I am wondering if I am interpreting functions that deal with application locks correctly.

I am interested in checking for an application lock without actually setting an application lock. For example....

lock = appl.set(application.name$(32), appl.write)

Here lock is equal to 2 when an application lock is in place.

Or lock is equal to 0 when no application lock is found. However the function call effectively has set the lock.

Is there a function that will check for an application lock without setting the lock?

Thanks in advance for your help. - Joy

Is there a function that will check for an application lock without setting the lock?

I believe the answer is no. As an alternative you could read the application lock table yourself.

I don't know of a function that just does a check, but you could easily code one:

if appl.set(app.name, appl.write) = 0 then
appl.delete(app.name)
'Lock wasn't set
else
'Lock was set or error
endif

The end result should leave the lock status the same as it was before the call.

The other way would be to read ttadv998 as Vamsi suggests. Be sure to do so for company 0, since that is where the locks are stored.

Hi Joy,

Vamsi is right and as described in the help manual, you can use this construct -


ret = appl.set( "tisfc001" & tisfc001.pdno, APPL.READ)
if ret > 0 then
|* Lock is already present, give message
endif
if ret = 0 then
appl.delete( "tisfc001" & tisfc001.pdno )
|* remove the application lock
endif


appl.delete() -
This removes a specified application lock.

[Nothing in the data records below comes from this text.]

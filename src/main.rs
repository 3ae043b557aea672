//! voxtrace CLI - headless rendering and snapshot tools.

use std::env;
use std::path::{Path, PathBuf};
use std::sync::Arc;
use std::time::Instant;

use anyhow::{bail, Context, Result};
use tracing_subscriber::prelude::*;
use tracing_subscriber::EnvFilter;

use voxtrace::grid::{Material, SharedGrid, VoxelGrid};
use voxtrace::persist::{SaveSlots, Snapshot};
use voxtrace::render::{Renderer, SppController, TARGET_FPS};
use voxtrace::scene::{Preset, SceneConfig};

/// Verbosity levels
const LOG_QUIET: u8 = 0;
const LOG_INFO: u8 = 1;
const LOG_DEBUG: u8 = 2;

fn main() {
    let args: Vec<String> = env::args().collect();
    let prog = args.first().map(String::as_str).unwrap_or("voxtrace");

    // Parse global flags
    let mut level = LOG_INFO;
    let mut filtered_args: Vec<&str> = Vec::new();
    for arg in args.iter().skip(1) {
        match arg.as_str() {
            "-v" | "--verbose" => level = LOG_DEBUG,
            "-vv" | "--trace" => level = LOG_DEBUG + 1,
            "-q" | "--quiet" => level = LOG_QUIET,
            _ => filtered_args.push(arg),
        }
    }
    #[allow(clippy::let_unit_value)]
    let _guard = init_tracing(level);

    if filtered_args.is_empty() {
        print_usage(prog);
        return;
    }

    let rest = &filtered_args[1..];
    let result = match filtered_args[0] {
        "render" | "r" => cmd_render(rest),
        "info" | "i" => match rest.first() {
            Some(path) => cmd_info(Path::new(path)),
            None => usage_error(prog, "info <snapshot.vxs>"),
        },
        "save-preset" => match rest {
            [name, dir, ..] => cmd_save_preset(name, Path::new(dir)),
            _ => usage_error(prog, "save-preset <NAME> <DIR>"),
        },
        "slots" | "s" => cmd_slots(rest.first().map(PathBuf::from)),
        "help" | "h" | "-h" | "--help" => {
            print_usage(prog);
            Ok(())
        }
        other => {
            eprintln!("Unknown command: {}", other);
            print_usage(prog);
            std::process::exit(1);
        }
    };

    if let Err(e) = result {
        eprintln!("Error: {:#}", e);
        std::process::exit(1);
    }
}

fn usage_error(prog: &str, usage: &str) -> Result<()> {
    eprintln!("Usage: {} {}", prog, usage);
    std::process::exit(1);
}

fn console_filter(level: u8) -> EnvFilter {
    let default = match level {
        LOG_QUIET => "warn",
        LOG_INFO => "info",
        LOG_DEBUG => "debug",
        _ => "trace",
    };
    // RUST_LOG wins when set
    EnvFilter::try_from_default_env()
        .unwrap_or_else(|_| EnvFilter::new(format!("voxtrace={}", default)))
}

/// Console logging on stderr. With `VOXTRACE_TRACE=1`, spans also go to `trace.json`.
#[cfg(feature = "chrome-trace")]
fn init_tracing(level: u8) -> Option<tracing_chrome::FlushGuard> {
    let fmt = tracing_subscriber::fmt::layer()
        .with_target(false)
        .with_writer(std::io::stderr);
    let registry = tracing_subscriber::registry()
        .with(console_filter(level))
        .with(fmt);

    if std::env::var("VOXTRACE_TRACE").ok().as_deref() != Some("1") {
        let _ = registry.try_init();
        return None;
    }
    let (chrome_layer, guard) = tracing_chrome::ChromeLayerBuilder::new()
        .file("trace.json")
        .build();
    registry.with(chrome_layer).try_init().ok()?;
    Some(guard)
}

/// Console logging on stderr.
#[cfg(not(feature = "chrome-trace"))]
fn init_tracing(level: u8) {
    let fmt = tracing_subscriber::fmt::layer()
        .with_target(false)
        .with_writer(std::io::stderr);
    let _ = tracing_subscriber::registry()
        .with(console_filter(level))
        .with(fmt)
        .try_init();
}

fn print_usage(prog: &str) {
    println!(
        "voxtrace - progressive voxel path tracer (built {} {})",
        voxtrace::BUILD_DATE,
        voxtrace::BUILD_TIME
    );
    println!();
    println!("Usage: {} [options] <command> [args]", prog);
    println!();
    println!("Commands:");
    println!("  r, render       Render a preset or snapshot to PNG");
    println!("      --preset NAME     wall | cornell | empty (default: wall)");
    println!("      --snapshot FILE   Load voxels from a snapshot instead");
    println!("      --config FILE     Scene config JSON");
    println!("      --size WxH        Image size (default: 640x360)");
    println!("      --frames N        Adaptive frames to run (default: 30)");
    println!("      --fps F           Target frame rate (default: {})", TARGET_FPS);
    println!("      --out FILE        Output PNG (default: render.png)");
    println!("  i, info FILE    Show snapshot contents");
    println!("  save-preset NAME DIR");
    println!("                  Store a preset as a new save slot");
    println!("  s, slots [DIR]  List save slots, newest first");
    println!("  h, help         Show this help");
    println!();
    println!("Options:");
    println!("  -v, --verbose  Debug output");
    println!("  -vv, --trace   Trace output (very verbose)");
    println!("  -q, --quiet    Warnings only");
}

struct RenderOpts {
    preset: Preset,
    snapshot: Option<PathBuf>,
    config: Option<PathBuf>,
    width: u32,
    height: u32,
    frames: u32,
    fps: f32,
    out: PathBuf,
}

impl Default for RenderOpts {
    fn default() -> Self {
        Self {
            preset: Preset::Wall,
            snapshot: None,
            config: None,
            width: 640,
            height: 360,
            frames: 30,
            fps: TARGET_FPS,
            out: PathBuf::from("render.png"),
        }
    }
}

fn parse_size(s: &str) -> Result<(u32, u32)> {
    let (w, h) = s
        .split_once(['x', 'X'])
        .with_context(|| format!("size must look like WxH, got '{}'", s))?;
    let w: u32 = w.parse().with_context(|| format!("bad width '{}'", w))?;
    let h: u32 = h.parse().with_context(|| format!("bad height '{}'", h))?;
    if w == 0 || h == 0 {
        bail!("image size must be non-zero");
    }
    Ok((w, h))
}

fn parse_render_opts(args: &[&str]) -> Result<RenderOpts> {
    let mut opts = RenderOpts::default();
    let mut it = args.iter().copied();
    while let Some(flag) = it.next() {
        let mut value = || it.next().with_context(|| format!("{} needs a value", flag));
        match flag {
            "--preset" => opts.preset = value()?.parse()?,
            "--snapshot" => opts.snapshot = Some(PathBuf::from(value()?)),
            "--config" => opts.config = Some(PathBuf::from(value()?)),
            "--size" => (opts.width, opts.height) = parse_size(value()?)?,
            "--frames" => opts.frames = value()?.parse().context("--frames")?,
            "--fps" => opts.fps = value()?.parse().context("--fps")?,
            "--out" | "-o" => opts.out = PathBuf::from(value()?),
            other => bail!("unknown render option '{}'", other),
        }
    }
    Ok(opts)
}

fn read_snapshot(path: &Path) -> Result<(Snapshot, VoxelGrid)> {
    let blob = std::fs::read(path).with_context(|| format!("reading {}", path.display()))?;
    let snapshot = Snapshot::decode(&blob).with_context(|| format!("decoding {}", path.display()))?;
    let mut grid = VoxelGrid::new(snapshot.resolution, snapshot.voxel_dx);
    snapshot.apply(&mut grid)?;
    Ok((snapshot, grid))
}

fn cmd_render(args: &[&str]) -> Result<()> {
    let opts = parse_render_opts(args)?;

    let grid = match &opts.snapshot {
        Some(path) => read_snapshot(path)?.1,
        None => opts.preset.build(),
    };
    let config = match &opts.config {
        Some(path) => SceneConfig::load(path).with_context(|| format!("loading {}", path.display()))?,
        None => opts.preset.config(),
    };
    tracing::info!(voxels = grid.non_empty_count(), "scene ready");

    let shared = Arc::new(SharedGrid::new(grid));
    let mut renderer = Renderer::new(shared, opts.width, opts.height)
        .with_camera(opts.preset.camera())
        .with_config(config);
    let mut controller = SppController::new(opts.fps);

    let start = Instant::now();
    for frame in 0..opts.frames {
        let stats = renderer.render_frame(&mut controller);
        tracing::debug!(
            frame,
            spp = stats.spp,
            ms = stats.elapsed.as_secs_f32() * 1000.0,
            total = stats.total_samples,
            "frame"
        );
    }

    let image = renderer.fetch_image();
    let rgb = image::RgbImage::from_raw(image.width, image.height, image.to_rgb8())
        .context("image buffer size mismatch")?;
    rgb.save(&opts.out)
        .with_context(|| format!("writing {}", opts.out.display()))?;

    println!(
        "Rendered {}x{} at {} spp in {:.2?} -> {}",
        image.width,
        image.height,
        renderer.samples(),
        start.elapsed(),
        opts.out.display()
    );
    Ok(())
}

fn cmd_info(path: &Path) -> Result<()> {
    let (snapshot, mut grid) = read_snapshot(path)?;
    grid.recompute_bounding_box();
    let (diffuse, emissive) = grid.material_counts();

    println!("Snapshot: {}", path.display());
    println!("Resolution: {}^3", snapshot.resolution);
    println!("Voxel size: {}", snapshot.voxel_dx);
    println!("Voxels: {}", grid.non_empty_count());
    println!("  {:?}: {}", Material::Diffuse, diffuse);
    println!("  {:?}: {}", Material::Emissive, emissive);
    match grid.index_bounds() {
        Some((lo, hi)) => {
            let bbox = grid.bounding_box();
            println!("Index range: {} .. {}", lo, hi);
            println!("Bounds: {} .. {}", bbox.min, bbox.max);
        }
        None => println!("Bounds: empty"),
    }
    Ok(())
}

fn cmd_save_preset(name: &str, dir: &Path) -> Result<()> {
    let preset: Preset = name.parse()?;
    let grid = preset.build();
    let path = SaveSlots::new(dir).save(&grid)?;
    println!("Saved {} ({} voxels) to {}", preset, grid.non_empty_count(), path.display());
    Ok(())
}

fn cmd_slots(dir: Option<PathBuf>) -> Result<()> {
    let slots = SaveSlots::new(dir.unwrap_or_else(SaveSlots::default_dir));
    let list = slots.list()?;
    if list.is_empty() {
        println!("No save slots in {}", slots.dir().display());
        return Ok(());
    }
    for path in list {
        let name = path.file_stem().and_then(|s| s.to_str()).unwrap_or("?");
        let size = std::fs::metadata(&path).map(|m| m.len()).unwrap_or(0);
        println!("{:<36} {:>10} bytes", name, size);
    }
    Ok(())
}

Only the owner of the lock can delete it. And a lock can be deleted only from within the same process in which it was set.

This might be a safe option.

I guess you can ignore my posting... I noticed that Ed posted a solution at the same time I did....

Thanks for everyone's input. Basically you have confirmed my interpretation.

Just one more thing to note. The documentation that I have on appl.delete does not mention that only the owner of a lock can remove a lock.

It is helpful to know such things. - Joy

Couldn't you use appl.get.user? It returns 0 when a lock exists and -1 when no locks exist. This would not set a lock. Did I not understand the question? Just curious since no one else mentioned it.

Mark

Hi Mark. I considered appl.get.user() but according to my documentation, you must send in parameter of process ID of owner. The process ID of owner will not be known in my application. - Joy

Using the sample posted by NPR it would be:


rc = appl.get.user("tisfc001" & tisfc001.pdno,baan.user)


But if process id is part of the string name used in the first parameter, then I could see why you could not use it. I guess I was thinking of a lock you might set - when I used it I used something like NPR posted.


Mark

Mark, what would we all do without you :). These days I hardly can get in a word edgewise. So I pounced on this one and gave a real bad reply. But I also seem to have dragged Prashanth and Ed along my line of thinking :D.

According to Joys reply I think you all were closer to a answer than me. So you did pounce correctly. :)

Mark

I have found that only the user or other super users could remove the locks. However I have had problems with people removing locks and creating headaches for me later.